Pub Date: Jan. 17th, 1992
ISBN: 0-688-11119-X
Publisher: Morrow/HarperCollins

A female coming-of-age-in-the-Sixties tale that's more complex, perceptive, and intriguing than most. Mattison, an author of poems (Animals) and short stories (Great Wits, 1988) whose work has appeared in the New Yorker, establishes herself as a fine novelist as well in this thoughtful tale of growing up human. Susan Sternfeld's Brooklyn childhood with a divorced, non- nurturing mother and a pair of old-fashioned Jewish grandparents did not prepare her for a life of romance. Nevertheless, Susan valiantly battles through her first complex boy-girl relationship while in college (she loves him, he likes her as a friend), then ends up married to a Catholic boy from Connecticut almost before she knows it.
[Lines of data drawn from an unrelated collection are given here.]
use serde::Serialize;

use crate::error::{Error, Result};
use crate::mysql::packet::{Packet, EOF_HEADER};
use crate::mysql::types::ByteCursor;

pub const AUTH_MORE_DATA_HEADER: u8 = 0x01;
/// caching_sha2_password: the scramble matched the server cache.
pub const FAST_AUTH_SUCCESS: u8 = 0x03;

/// Server asks the client to authenticate again with another plugin.
#[derive(Debug, Clone, PartialEq, Eq, Serialize)]
pub struct AuthSwitchRequest {
    pub plugin_name: String,
    pub plugin_data: Vec<u8>,
}

impl AuthSwitchRequest {
    pub fn from_packet(packet: &Packet) -> Result<AuthSwitchRequest> {
        let mut cursor = ByteCursor::new(&packet.body);

        let status_tag = cursor.get_u8()?;
        if status_tag != EOF_HEADER {
            return Err(Error::Decode(format!(
                "auth switch request starts with {status_tag:#04x}"
            )));
        }

        let plugin_name = cursor.get_string_null()?;
        let plugin_data = cursor.get_rest();

        Ok(AuthSwitchRequest {
            plugin_name,
            plugin_data: plugin_data.strip_suffix(&[0x00]).unwrap_or(plugin_data).to_vec(),
        })
    }
}

/// Extra round of plugin specific data from the server.
#[derive(Debug, Clone, PartialEq, Eq, Serialize)]
pub struct AuthMoreData {
    pub data: Vec<u8>,
}

impl AuthMoreData {
    pub fn from_packet(packet: &Packet) -> Result<AuthMoreData> {
        let mut cursor = ByteCursor::new(&packet.body);

        let status_tag = cursor.get_u8()?;
        if status_tag != AUTH_MORE_DATA_HEADER {
            return Err(Error::Decode(format!(
                "auth more data starts with {status_tag:#04x}"
            )));
        }

        Ok(AuthMoreData {
            data: cursor.get_rest().to_vec(),
        })
    }

    pub fn is_fast_auth_success(&self) -> bool {
        self.data == [FAST_AUTH_SUCCESS]
    }
}
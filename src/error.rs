use thiserror::Error;

use crate::connection::{ConnectionState, Direction};

/// Everything that can stop a [`Decoder`](crate::Decoder).
///
/// All variants are fatal for the observed connection: once one is returned
/// the decoder disables itself and ignores further input.
#[derive(Debug, Clone, PartialEq, Eq, Error)]
pub enum Error {
    #[error("buffer underrun: needed {needed} bytes, {available} available")]
    Underrun { needed: usize, available: usize },
    #[error("wrong sequence id from {direction}: expected {expected}, got {actual}")]
    Sequence {
        direction: Direction,
        expected: u8,
        actual: u8,
    },
    #[error("malformed packet: {0}")]
    Decode(String),
    #[error("no handler for {packet} packet while {state:?}")]
    UnsupportedState {
        state: ConnectionState,
        packet: String,
    },
    #[error("cannot follow {0}")]
    Unsupported(&'static str),
}

pub type Result<T> = std::result::Result<T, Error>;
use std::fmt;

use log::debug;
use serde::Serialize;

use crate::mysql::command::MySqlCommand;
use crate::mysql::flags::CapabilityFlags;

#[derive(Debug, Clone, Copy, PartialEq, Eq, Hash, Serialize)]
pub enum Direction {
    Client,
    Server,
}

impl fmt::Display for Direction {
    fn fmt(&self, f: &mut fmt::Formatter<'_>) -> fmt::Result {
        match self {
            Direction::Client => write!(f, "client"),
            Direction::Server => write!(f, "server"),
        }
    }
}

#[derive(Debug, Default, Clone, Copy, PartialEq, Eq, Hash, Serialize)]
pub enum ConnectionState {
    #[default]
    AwaitingServerHandshake,
    AwaitingClientHandshake,
    AwaitingHandshakeResult,
    AwaitingClientAuthData,
    AwaitingClientCommand,
    AwaitingQueryResult,
    LocalInfileData,
    LocalInfileResult,
}

impl ConnectionState {
    /// The peer whose packets are decoded in this state.
    pub fn expects(self) -> Direction {
        match self {
            ConnectionState::AwaitingClientHandshake
            | ConnectionState::AwaitingClientAuthData
            | ConnectionState::AwaitingClientCommand
            | ConnectionState::LocalInfileData => Direction::Client,
            ConnectionState::AwaitingServerHandshake
            | ConnectionState::AwaitingHandshakeResult
            | ConnectionState::AwaitingQueryResult
            | ConnectionState::LocalInfileResult => Direction::Server,
        }
    }
}

/// Progress through a command response, only meaningful while
/// [`ConnectionState::AwaitingQueryResult`].
#[derive(Debug, Default, Clone, Copy, PartialEq, Eq, Hash, Serialize)]
pub enum QueryState {
    #[default]
    Idle,
    ReadingColumnDefinitions,
    ReadingRows,
}

/// Everything the decoder knows about the observed connection.
#[derive(Debug, Default, Clone, PartialEq, Eq, Serialize)]
pub struct Connection {
    pub state: ConnectionState,
    pub query_state: QueryState,
    pub server_capabilities: CapabilityFlags,
    /// What both peers agreed on, the server's flags until the client answers.
    pub capabilities: CapabilityFlags,
    /// Sequence id of the next packet in the current exchange.
    pub sequence: u8,
    pub last_command: Option<MySqlCommand>,
    /// Set once the column count of the current result set has been read.
    pub column_count: Option<u64>,
    pub columns_remaining: u64,
    /// Definition blocks still owed by a `COM_STMT_PREPARE` response.
    pub pending_definitions: Vec<u64>,
}

impl Connection {
    pub fn new() -> Connection {
        Connection::default()
    }

    pub fn set_state(&mut self, state: ConnectionState) {
        if self.state != state {
            debug!("{:?} -> {:?}", self.state, state);
        }
        self.state = state;
    }

    pub fn set_query_state(&mut self, query_state: QueryState) {
        if self.query_state != query_state {
            debug!("{:?} -> {:?}", self.query_state, query_state);
        }
        self.query_state = query_state;
    }

    /// Moves past a packet that spanned `frames` frames.
    pub fn advance_sequence(&mut self, frames: usize) {
        self.sequence = self.sequence.wrapping_add((frames % 256) as u8);
    }

    /// Starts reading a (further) result set of the current command.
    pub fn begin_result(&mut self) {
        self.set_state(ConnectionState::AwaitingQueryResult);
        self.set_query_state(QueryState::ReadingColumnDefinitions);
        self.column_count = None;
        self.columns_remaining = 0;
    }

    /// Rows with no column count or definitions in front, as `COM_STMT_FETCH`
    /// gets them.
    pub fn begin_rows(&mut self) {
        self.set_state(ConnectionState::AwaitingQueryResult);
        self.set_query_state(QueryState::ReadingRows);
        self.column_count = None;
        self.columns_remaining = 0;
    }

    /// Expects `count` definitions before the rows or the next block.
    pub fn begin_definitions(&mut self, count: u64) {
        self.column_count = Some(count);
        self.columns_remaining = count;
    }

    /// Back to waiting for the next command.
    pub fn reset(&mut self) {
        self.set_state(ConnectionState::AwaitingClientCommand);
        self.set_query_state(QueryState::Idle);
        self.sequence = 0;
        self.column_count = None;
        self.columns_remaining = 0;
        self.pending_definitions.clear();
    }

    pub fn deprecate_eof(&self) -> bool {
        self.capabilities.contains(CapabilityFlags::CLIENT_DEPRECATE_EOF)
    }
}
Her minor befuddlement on learning that her husband still attends daily mass is more than offset by her joy at finding herself at last a member of an extensive, close-knit family. Her new life as a social worker in New Haven and, eventually, as the mother of twins, takes on a serene, reassuring quality that she never experienced as a child. With a sense of security firmly established, Susan dares to explore her life more deeply: she falls in love with a Jewish doctor (who charmingly reminds her that her last name means ``field of stars''), then wisely breaks off with him, faces the inevitable confrontation when her husband learns of the affair, and even manages to support her best friend when she realizes that she loves the doctor, too. A suicidal sister-in-law, Susan's remarried mother, and her aged grandmother all begin to depend on Susan's strength, while Susan herself learns to value what she has and to live for the surprising beauty in her ordinary life. Honest and sensitive—a pleasure to read.